EXERCISE GOAL: Look below for the line holding "mod shapes;" and the line holding "let cli = Cli::parse();". Transcribe exactly those lines and all lines between them, nothing more.

Stored items
^^^^

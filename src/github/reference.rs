//! Repository reference parsing.
//!
//! Two grammars are accepted, tried in order:
//! - `[http[s]://][www.]github.com/owner/name[.git][/]`
//! - bare `owner/name[.git]`
//!
//! Anything else is rejected before any network call is made.

use std::fmt;

use crate::error::{AppError, Result};

const HOST: &str = "github.com";

#[derive(Debug, Clone, PartialEq, Eq, Hash)]
pub struct RepositoryReference {
    pub owner: String,
    pub name: String,
}

impl RepositoryReference {
    pub fn parse(input: &str) -> Result<Self> {
        let trimmed = input.trim().trim_end_matches('/');

        let candidate = strip_host(trimmed).unwrap_or(trimmed);
        let mut segments = candidate.split('/');

        let (Some(owner), Some(name), None) = (segments.next(), segments.next(), segments.next())
        else {
            return Err(AppError::InvalidReference(trimmed.to_string()));
        };
        let name = name.strip_suffix(".git").unwrap_or(name);

        if !is_valid_owner(owner) || !is_valid_name(name) {
            return Err(AppError::InvalidReference(trimmed.to_string()));
        }

        Ok(Self {
            owner: owner.to_string(),
            name: name.to_string(),
        })
    }
}

impl fmt::Display for RepositoryReference {
    fn fmt(&self, f: &mut fmt::Formatter<'_>) -> fmt::Result {
        write!(f, "{}/{}", self.owner, self.name)
    }
}

/// Returns the `owner/name...` remainder when `input` is a URL on the repository host.
fn strip_host(input: &str) -> Option<&str> {
    let rest = input
        .strip_prefix("https://")
        .or_else(|| input.strip_prefix("http://"))
        .unwrap_or(input);
    let rest = rest.strip_prefix("www.").unwrap_or(rest);
    rest.strip_prefix(HOST)?.strip_prefix('/')
}

// Owners are user or organisation logins: alphanumerics and hyphens.
fn is_valid_owner(owner: &str) -> bool {
    !owner.is_empty() && owner.chars().all(|c| c.is_ascii_alphanumeric() || c == '-')
}

fn is_valid_name(name: &str) -> bool {
    !name.is_empty()
        && name != "."
        && name != ".."
        && name
            .chars()
            .all(|c| c.is_ascii_alphanumeric() || matches!(c, '-' | '_' | '.'))
}
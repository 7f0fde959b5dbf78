//! Napkin relay - backend for the Napkin diagram canvas
//!
//! Accepts canvas images, generation prompts and GitHub repository references,
//! turns them into prompts for a hosted model, and returns the model's text
//! unchanged. No diagram state is kept between requests.
//!
//! # Usage
//! ```bash
//! GEMINI_API_KEY=... napkin-relay                 # Serve on 127.0.0.1:8000
//! napkin-relay --port 9000 --github-token ghp_... # Custom port, authenticated GitHub
//! ```

mod config;
mod error;
mod github;
mod llm;
mod models;
mod prompts;
mod routes;
mod shapes;

use std::sync::Arc;

use axum::Router;
use axum::extract::DefaultBodyLimit;
use axum::http::HeaderValue;
use clap::Parser;
use tower_http::cors::{Any, CorsLayer};
use tower_http::trace::TraceLayer;
use tracing_subscriber::{layer::SubscriberExt, util::SubscriberInitExt};

use config::Cli;
use github::GitHubClient;
use llm::GeminiClient;
use routes::AppState;

#[tokio::main]
async fn main() -> anyhow::Result<()> {
    let cli = Cli::parse();

    tracing_subscriber::registry()
        .with(tracing_subscriber::EnvFilter::new(
            std::env::var("RUST_LOG").unwrap_or_else(|_| "napkin_relay=info,tower_http=info,warn".into()),
        ))
        .with(tracing_subscriber::fmt::layer())
        .init();

    let github = GitHubClient::new(&cli.github_settings())?;
    let gemini = GeminiClient::new(&cli.gemini_settings())?;
    let state = AppState {
        github: Arc::new(github),
        gemini: Arc::new(gemini),
    };

    // CORS configuration
    let origin: HeaderValue = cli
        .allowed_origin
        .parse()
        .map_err(|_| anyhow::anyhow!("Invalid allowed origin: {}", cli.allowed_origin))?;
    let cors = CorsLayer::new()
        .allow_origin(origin)
        .allow_methods(Any)
        .allow_headers(Any);

    let app = Router::new()
        .merge(routes::create_router(state))
        .layer(DefaultBodyLimit::max(cli.max_body_bytes()))
        .layer(cors)
        .layer(TraceLayer::new_for_http());

    let addr = cli.address();
    let listener = match tokio::net::TcpListener::bind(&addr).await {
        Ok(l) => l,
        Err(e) => {
            eprintln!("✗ Failed to bind to {}: {}", addr, e);
            eprintln!("  Try a different port with --port <PORT>");
            std::process::exit(1);
        }
    };

    tracing::info!("Napkin relay listening on http://{} (model {})", addr, cli.model);
    tracing::info!("Allowing browser requests from {}", cli.allowed_origin);

    // Set up graceful shutdown
    let shutdown = async {
        if let Err(e) = tokio::signal::ctrl_c().await {
            tracing::error!("Failed to listen for Ctrl+C: {}", e);
            std::future::pending::<()>().await;
        }
        tracing::info!("Shutting down...");
    };

    axum::serve(listener, app)
        .with_graceful_shutdown(shutdown)
        .await?;

    Ok(())
}
//! Shape operation validation.
//!
//! POST /api/shapes/validate { existing_shapes: Shape[], operations: ShapeOperation[] }
//!
//! Checks a model reply against the snapshot it was generated from before the
//! canvas applies it. Rejections (duplicate ids, unknown targets, dangling
//! arrows) are 422. Layout conflicts are reported but never rejected.

use axum::{routing::post, Json, Router};

use crate::error::Result;
use crate::models::{ValidateShapesRequest, ValidationResponse};
use crate::routes::AppJson;
use crate::shapes::{validate, ShapeSnapshot};

pub fn routes() -> Router {
    Router::new().route("/api/shapes/validate", post(validate_operations))
}

async fn validate_operations(
    AppJson(request): AppJson<ValidateShapesRequest>,
) -> Result<Json<ValidationResponse>> {
    let snapshot = ShapeSnapshot::new(request.existing_shapes)?;
    let validated = validate(&snapshot, request.operations)?;
    let layout_conflicts = validated.layout_conflicts(&snapshot);

    Ok(Json(ValidationResponse {
        operations: validated.operations,
        next_id: validated.next_id,
        layout_conflicts,
    }))
}
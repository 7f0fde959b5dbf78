//! Image analysis endpoint.
//!
//! POST /api/analyze/{mode} { image_base64: string }
//!
//! `mode` is one of label, cleanup, suggest, explain, optimize. Unknown modes
//! are rejected with 400 before the image is decoded or the model is called.
//! Returns { result, mode } where `result` is the model's raw text.

use axum::{
    extract::{Path, State},
    routing::post,
    Json, Router,
};

use crate::error::Result;
use crate::llm::ImagePayload;
use crate::models::{AnalysisResponse, AnalyzeRequest};
use crate::prompts::AnalysisMode;
use crate::routes::{AppJson, AppState};

pub fn routes(state: AppState) -> Router {
    Router::new()
        .route("/api/analyze/{mode}", post(analyze))
        .with_state(state)
}

async fn analyze(
    State(state): State<AppState>,
    Path(mode): Path<String>,
    AppJson(request): AppJson<AnalyzeRequest>,
) -> Result<Json<AnalysisResponse>> {
    let mode: AnalysisMode = mode.parse()?;
    let image = ImagePayload::from_base64(&request.image_base64)?;

    let result = state.gemini.analyze(mode, &image).await?;
    Ok(Json(AnalysisResponse { result, mode }))
}
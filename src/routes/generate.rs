//! Diagram generation endpoint.
//!
//! POST /api/generate { prompt: string, image_base64?: string, existing_shapes?: Shape[] }
//!
//! With an empty `existing_shapes` the model is asked for a fresh shape array.
//! Otherwise the snapshot and its next free id go into the incremental prompt
//! and the model answers with add/edit/delete operations. Either way the reply
//! is returned verbatim as { result }.

use axum::{extract::State, routing::post, Json, Router};

use crate::error::{AppError, Result};
use crate::llm::ImagePayload;
use crate::models::{GenerateRequest, GenerationResponse};
use crate::routes::{AppJson, AppState};
use crate::shapes::ShapeSnapshot;

pub fn routes(state: AppState) -> Router {
    Router::new()
        .route("/api/generate", post(generate))
        .with_state(state)
}

async fn generate(
    State(state): State<AppState>,
    AppJson(request): AppJson<GenerateRequest>,
) -> Result<Json<GenerationResponse>> {
    if request.prompt.trim().is_empty() {
        return Err(AppError::InvalidInput("Prompt must not be empty".to_string()));
    }

    let image = request
        .image_base64
        .as_deref()
        .filter(|raw| !raw.trim().is_empty())
        .map(ImagePayload::from_base64)
        .transpose()?;
    let snapshot = ShapeSnapshot::new(request.existing_shapes)?;

    let result = state
        .gemini
        .generate_diagram(&request.prompt, image.as_ref(), &snapshot)
        .await?;
    Ok(Json(GenerationResponse { result }))
}
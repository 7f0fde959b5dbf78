//! Diagram shapes and the incremental add/edit/delete protocol.
//!
//! No shape state lives on the server: every request carries its own snapshot.

pub mod layout;
pub mod model;
pub mod validate;

pub use model::{Shape, ShapeSnapshot};
pub use validate::{ShapeDiffError, validate};
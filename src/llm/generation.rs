//! Diagram generation requests.
//!
//! - free-form: prompt text only (image attached when given)
//! - context-aware: the caller's shape snapshot and next free id are
//!   substituted into the template so the model answers with add/edit/delete
//!   operations
//! - repository: a repository digest becomes the architecture prompt's context

use crate::error::Result;
use crate::github::digest::RepositoryDigest;
use crate::llm::client::{GeminiClient, ThinkingBudget};
use crate::llm::image::ImagePayload;
use crate::prompts::{self, PromptTemplate};
use crate::shapes::ShapeSnapshot;

impl GeminiClient {
    pub async fn generate_diagram(
        &self,
        user_prompt: &str,
        image: Option<&ImagePayload>,
        snapshot: &ShapeSnapshot,
    ) -> Result<String> {
        let (template, prompt) = diagram_prompt(user_prompt, snapshot)?;
        tracing::info!(
            "Generating diagram with {} v{} ({} existing shapes, image: {})",
            template.name,
            template.version,
            snapshot.len(),
            image.is_some()
        );
        self.generate_content(&prompt, image, ThinkingBudget::Off).await
    }

    pub async fn generate_architecture(&self, digest: &RepositoryDigest) -> Result<String> {
        let context = digest.to_string();
        let prompt = prompts::REPOSITORY_ARCHITECTURE.render(&[("repo_context", &context)])?;
        tracing::info!(
            "Generating architecture for {} from a {} byte digest",
            digest.reference,
            context.len()
        );
        self.generate_content(&prompt, None, ThinkingBudget::Off).await
    }
}

/// Picks the incremental template when the canvas already has shapes.
fn diagram_prompt(
    user_prompt: &str,
    snapshot: &ShapeSnapshot,
) -> Result<(&'static PromptTemplate, String)> {
    if snapshot.is_empty() {
        let prompt = prompts::GENERATE.render(&[("user_prompt", user_prompt)])?;
        return Ok((&prompts::GENERATE, prompt));
    }

    let existing = snapshot.to_prompt_json();
    let next_id = snapshot.next_id().to_string();
    let prompt = prompts::GENERATE_WITH_CONTEXT.render(&[
        ("user_prompt", user_prompt),
        ("existing_shapes", &existing),
        ("next_id", &next_id),
    ])?;
    Ok((&prompts::GENERATE_WITH_CONTEXT, prompt))
}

^^^^

TASK RESULT:
mod shapes;

use std::sync::Arc;

use axum::Router;
use axum::extract::DefaultBodyLimit;
use axum::http::HeaderValue;
use clap::Parser;
use tower_http::cors::{Any, CorsLayer};
use tower_http::trace::TraceLayer;
use tracing_subscriber::{layer::SubscriberExt, util::SubscriberInitExt};

use config::Cli;
use github::GitHubClient;
use llm::GeminiClient;
use routes::AppState;

#[tokio::main]
async fn main() -> anyhow::Result<()> {
    let cli = Cli::parse();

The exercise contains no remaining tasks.